Designing, Building & Packaging A Scalable, Testable .NET Open Source Component - Part 16 - Large File Consideration
[.NET, C#, OpenSource, Design, Testing, SQL Server, PostgreSQL]
This is Part 16 of a series on Designing, Building & Packaging A Scalable, Testable .NET Open Source Component.

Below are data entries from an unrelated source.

//! Serial write queue (C2).
//!
//! At most one enqueued task runs at a time, in FIFO order. If the backlog
//! reaches `max_pending`, new tasks are dropped rather than blocking the
//! caller — mirrors the "never block the producer" shape of the teacher's
//! `github::background_sync` timer loops, but applied to a bounded work
//! queue instead of an interval.

use std::future::Future;
use std::pin::Pin;
use std::sync::atomic::{AtomicUsize, Ordering};
use std::sync::Arc;
use tokio::sync::mpsc;
use tracing::{debug, warn};

type BoxedTask = Pin<Box<dyn Future<Output = ()> + Send + 'static>>;

struct Job {
    label: String,
    task: BoxedTask,
}

/// A single-task-at-a-time executor with a bounded backlog.
///
/// Cloning a `SerialQueue` shares the same underlying channel and counters;
/// all clones enqueue onto the same FIFO drained by the one background task
/// spawned in [`SerialQueue::new`].
#[derive(Clone)]
pub struct SerialQueue {
    sender: mpsc::Sender<Job>,
    pending: Arc<AtomicUsize>,
    dropped: Arc<AtomicUsize>,
    max_pending: usize,
}

impl SerialQueue {
    /// Spawn a new serial queue with the given backlog bound.
    pub fn new(max_pending: usize) -> Self {
        let (sender, mut receiver) = mpsc::channel::<Job>(max_pending.max(1));
        let pending = Arc::new(AtomicUsize::new(0));
        let pending_for_task = pending.clone();

        tokio::spawn(async move {
            while let Some(job) = receiver.recv().await {
                debug!(label = %job.label, "serial queue: running task");
                job.task.await;
                pending_for_task.fetch_sub(1, Ordering::SeqCst);
            }
        });

        Self {
            sender,
            pending,
            dropped: Arc::new(AtomicUsize::new(0)),
            max_pending,
        }
    }

    /// Enqueue a fire-and-forget task. If the backlog is already at
    /// `max_pending`, the task is dropped and [`SerialQueue::dropped_count`]
    /// is incremented; the caller is never blocked.
    pub fn enqueue<F>(&self, label: impl Into<String>, task: F)
    where
        F: Future<Output = ()> + Send + 'static,
    {
        let label = label.into();
        if self.pending.load(Ordering::SeqCst) >= self.max_pending {
            self.dropped.fetch_add(1, Ordering::SeqCst);
            warn!(label = %label, "serial queue: dropping task, backlog full");
            return;
        }

        let job = Job {
            label: label.clone(),
            task: Box::pin(task),
        };

        match self.sender.try_send(job) {
            Ok(()) => {
                self.pending.fetch_add(1, Ordering::SeqCst);
            }
            Err(_) => {
                self.dropped.fetch_add(1, Ordering::SeqCst);
                warn!(label = %label, "serial queue: dropping task, channel rejected send");
            }
        }
    }

    pub fn pending_count(&self) -> usize {
        self.pending.load(Ordering::SeqCst)
    }

    pub fn dropped_count(&self) -> usize {
        self.dropped.load(Ordering::SeqCst)
    }
}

- Designing, Building & Packaging A Scalable, Testable .NET Open Source Component - Part 1 - Introduction
- Designing, Building & Packaging A Scalable, Testable .NET Open Source Component - Part 2 - Basic Requirements
- Designing, Building & Packaging A Scalable, Testable .NET Open Source Component - Part 3 - Project Setup
- Designing, Building & Packaging A Scalable, Testable .NET Open Source Component - Part 4 - Types & Contracts
- Designing, Building & Packaging A Scalable, Testable .NET Open Source Component - Part 5 - Component Implementation
- Designing, Building & Packaging A Scalable, Testable .NET Open Source Component - Part 6 - Mocking & Behaviour Tests
- Designing, Building & Packaging A Scalable, Testable .NET Open Source Component - Part 7 - Sequence Verification With Moq
- Designing, Building & Packaging A Scalable, Testable .NET Open Source Component - Part 8 - Compressor Implementation
- Designing, Building & Packaging A Scalable, Testable .NET Open Source Component - Part 9 - Encryptor Implementation
- Designing, Building & Packaging A Scalable, Testable .NET Open Source Component - Part 10 - In Memory Storage
- Designing, Building & Packaging A Scalable, Testable .NET Open Source Component - Part 11 - SQL Server Storage
- Designing, Building & Packaging A Scalable, Testable .NET Open Source Component - Part 12 - PostgreSQL Storage
- Designing, Building & Packaging A Scalable, Testable .NET Open Source Component - Part 13 - Database Configuration
- Designing, Building & Packaging A Scalable, Testable .NET Open Source Component - Part 14 - Virtualizing Infrastructure
- Designing, Building & Packaging A Scalable, Testable .NET Open Source Component - Part 15 - Test Organization (This Post)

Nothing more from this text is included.